- Theatrical release poster
- Directed by: Eli Roth
- Written by: Eli Roth; Randy Pearlstein;
- Story by: Eli Roth
- Produced by: Lauren Moews; Sam Froelich; Evan Astrowsky; Eli Roth;
- Starring: Rider Strong; Jordan Ladd; James DeBello; Cerina Vincent; Joey Kern; Arie Verveen; Giuseppe Andrews;
- Cinematography: Scott Kevan
- Edited by: Ryan Folsey
- Music by: Nathan Barr; Angelo Badalamenti;
- Production companies: Deer Path Films; Cabin Films; Down Home Entertainment; Tonic Films; Black Sky Entertainment;
- Distributed by: Lionsgate Films
- Release dates: September 14, 2002 (TIFF); September 12, 2003 (United States);
- Running time: 94 minutes
- Country: United States
- Language: English
- Budget: $1.5 million
- Box office: $30.6 million

= Cabin Fever (2002 film) =

Film by Eli Roth

Cabin Fever is a 2002 American comedy horror film, co-written and directed by Eli Roth in his directorial debut.

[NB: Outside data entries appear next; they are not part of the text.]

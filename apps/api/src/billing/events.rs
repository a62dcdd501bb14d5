//! Payment-gateway webhook payloads. Events arriving here have already been
//! authenticated upstream; this module only decodes the Stripe wire shapes
//! the reconciler consumes.

use serde::Deserialize;
use serde_json::Value;
use uuid::Uuid;

/// An envelope as delivered by the gateway: an event type string plus the
/// affected object.
#[derive(Debug, Deserialize)]
pub struct BillingEvent {
    #[serde(default)]
    pub id: Option<String>,
    #[serde(rename = "type")]
    pub kind: String,
    pub data: EventData,
}

#[derive(Debug, Deserialize)]
pub struct EventData {
    pub object: Value,
}

/// The lifecycle events the reconciler acts on. Everything else is a no-op.
#[derive(Debug, Clone, Copy, PartialEq, Eq)]
pub enum EventKind {
    CheckoutCompleted,
    SubscriptionUpdated,
    SubscriptionDeleted,
    InvoicePaymentSucceeded,
    InvoicePaymentFailed,
    Unknown,
}

impl EventKind {
    pub fn parse(kind: &str) -> Self {
        match kind {
            "checkout.session.completed" => EventKind::CheckoutCompleted,
            "customer.subscription.updated" => EventKind::SubscriptionUpdated,
            "customer.subscription.deleted" => EventKind::SubscriptionDeleted,
            "invoice.payment_succeeded" => EventKind::InvoicePaymentSucceeded,
            "invoice.payment_failed" => EventKind::InvoicePaymentFailed,
            _ => EventKind::Unknown,
        }
    }
}

#[derive(Debug, Deserialize)]
pub struct CheckoutSessionObject {
    pub id: String,
    #[serde(default)]
    pub customer: Option<String>,
    /// Gateway-assigned subscription reference created by the session.
    #[serde(default)]
    pub subscription: Option<String>,
    #[serde(default)]
    pub metadata: CheckoutMetadata,
}

/// Metadata we attach when creating the session; echoed back in the event.
///
/// `userId` is kept as a raw string so a mangled value degrades to a logged
/// no-op instead of failing the whole event decode and triggering gateway
/// redelivery.
#[derive(Debug, Default, Deserialize)]
pub struct CheckoutMetadata {
    #[serde(rename = "userId")]
    pub user_id: Option<String>,
    #[serde(rename = "planName")]
    pub plan_name: Option<String>,
    #[serde(rename = "billingPeriod")]
    pub billing_period: Option<String>,
}

impl CheckoutMetadata {
    /// Parsed user id, warn-logging and returning `None` on malformed input.
    pub fn user_uuid(&self) -> Option<Uuid> {
        let raw = self.user_id.as_deref()?;
        match Uuid::parse_str(raw) {
            Ok(id) => Some(id),
            Err(_) => {
                tracing::warn!(user_id = raw, "checkout metadata carries malformed userId");
                None
            }
        }
    }
}

#[derive(Debug, Deserialize)]
pub struct SubscriptionObject {
    pub id: String,
    pub customer: String,
    pub status: String,
}

#[derive(Debug, Deserialize)]
pub struct InvoiceObject {
    pub id: String,
    pub customer: String,
    /// Minor currency units as reported by the gateway.
    pub amount_paid: i64,
    pub currency: String,
    #[serde(default)]
    pub payment_intent: Option<String>,
}

impl InvoiceObject {
    /// Ledger amounts are stored in major units.
    pub fn amount_major(&self) -> f64 {
        self.amount_paid as f64 / 100.0
    }

    /// Payment intent when present, otherwise the invoice id.
    pub fn transaction_reference(&self) -> &str {
        self.payment_intent.as_deref().unwrap_or(&self.id)
    }
}

#[cfg(test)]
mod tests {
    use super::*;
    use serde_json::json;

    #[test]
    fn test_event_kind_mapping() {
        assert_eq!(
            EventKind::parse("checkout.session.completed"),
            EventKind::CheckoutCompleted
        );
        assert_eq!(
            EventKind::parse("customer.subscription.updated"),
            EventKind::SubscriptionUpdated
        );
        assert_eq!(
            EventKind::parse("customer.subscription.deleted"),
            EventKind::SubscriptionDeleted
        );
        assert_eq!(
            EventKind::parse("invoice.payment_succeeded"),
            EventKind::InvoicePaymentSucceeded
        );
        assert_eq!(
            EventKind::parse("invoice.payment_failed"),
            EventKind::InvoicePaymentFailed
        );
        assert_eq!(EventKind::parse("charge.refunded"), EventKind::Unknown);
    }

    #[test]
    fn test_decode_checkout_event() {
        let user_id = Uuid::new_v4();
        let raw = json!({
            "id": "evt_1",
            "type": "checkout.session.completed",
            "data": {
                "object": {
                    "id": "cs_test_123",
                    "customer": "cus_456",
                    "subscription": "sub_789",
                    "metadata": {
                        "userId": user_id.to_string(),
                        "planName": "pro",
                        "billingPeriod": "monthly"
                    }
                }
            }
        });

        let event: BillingEvent = serde_json::from_value(raw).unwrap();
        assert_eq!(event.kind, "checkout.session.completed");

        let session: CheckoutSessionObject = serde_json::from_value(event.data.object).unwrap();
        assert_eq!(session.metadata.user_uuid(), Some(user_id));
        assert_eq!(session.metadata.plan_name.as_deref(), Some("pro"));
        assert_eq!(session.subscription.as_deref(), Some("sub_789"));
    }

    #[test]
    fn test_malformed_user_id_decodes_but_yields_none() {
        // A mangled userId must not fail the decode; the reconciler drops the
        // event instead of bouncing it back for redelivery.
        let raw = json!({
            "id": "cs_2",
            "metadata": {"userId": "not-a-uuid", "planName": "pro"}
        });
        let session: CheckoutSessionObject = serde_json::from_value(raw).unwrap();
        assert_eq!(session.metadata.user_id.as_deref(), Some("not-a-uuid"));
        assert!(session.metadata.user_uuid().is_none());
        assert_eq!(session.metadata.plan_name.as_deref(), Some("pro"));
    }

    #[test]
    fn test_decode_checkout_without_metadata() {
        let raw = json!({"id": "cs_1"});
        let session: CheckoutSessionObject = serde_json::from_value(raw).unwrap();
        assert!(session.metadata.user_id.is_none());
        assert!(session.metadata.plan_name.is_none());
    }

    #[test]
    fn test_invoice_minor_to_major_units() {
        let invoice = InvoiceObject {
            id: "in_1".to_string(),
            customer: "cus_1".to_string(),
            amount_paid: 999,
            currency: "usd".to_string(),
            payment_intent: Some("pi_1".to_string()),
        };
        assert_eq!(invoice.amount_major(), 9.99);
        assert_eq!(invoice.transaction_reference(), "pi_1");
    }

    #[test]
    fn test_invoice_reference_falls_back_to_invoice_id() {
        let invoice = InvoiceObject {
            id: "in_2".to_string(),
            customer: "cus_1".to_string(),
            amount_paid: 0,
            currency: "usd".to_string(),
            payment_intent: None,
        };
        assert_eq!(invoice.transaction_reference(), "in_2");
    }
}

It follows a group of college students who rent a cabin in the woods, where they unwittingly come in contact with an unknown flesh-eating disease. It stars Rider Strong, Jordan Ladd, James DeBello, Cerina Vincent, Joey Kern, and Giuseppe Andrews.

Roth was inspired to write the screenplay after developing a skin infection during a trip to Iceland. Principal photography of Cabin Fever took place in North Carolina in late 2001.

Cabin Fever premiered at the 2002 Toronto International Film Festival before being acquired by Lionsgate Films, who released it theatrically in the United States on September 12, 2003. The film was a sleeper hit, grossing over $30 million against a $1.5 million budget. The film was followed by several films in a franchise, including Cabin Fever 2: Spring Fever (2009) and Cabin Fever: Patient Zero (2014), as well as a remake in 2016.

==Plot==
Henry, a hermit walking in the woods, encounters his dog, dead from a blood infection, and becomes infected himself from contact with his dog's blood.

College students Jeff, Marcy, Paul, Karen, and Bert take a vacation to a remote cabin to celebrate October break. Bert leaves to hunt squirrels but accidentally shoots the now disfigured and bloody Henry. Despite Henry's pleas for aid, Bert flees and remains silent about the incident.

As the friends gather around a campfire that night, they are joined by a friendly drifter named Grimm and his pet dog, Dr. Mambo. When it rains, Grimm leaves with his dog. While the friends wait for Grimm, Henry stumbles into their camp begging for help. When Bert shuts the door on the sick hermit, he tries to steal the group's car while vomiting blood. When Henry approaches Marcy and Karen, Paul accidentally sets him on fire.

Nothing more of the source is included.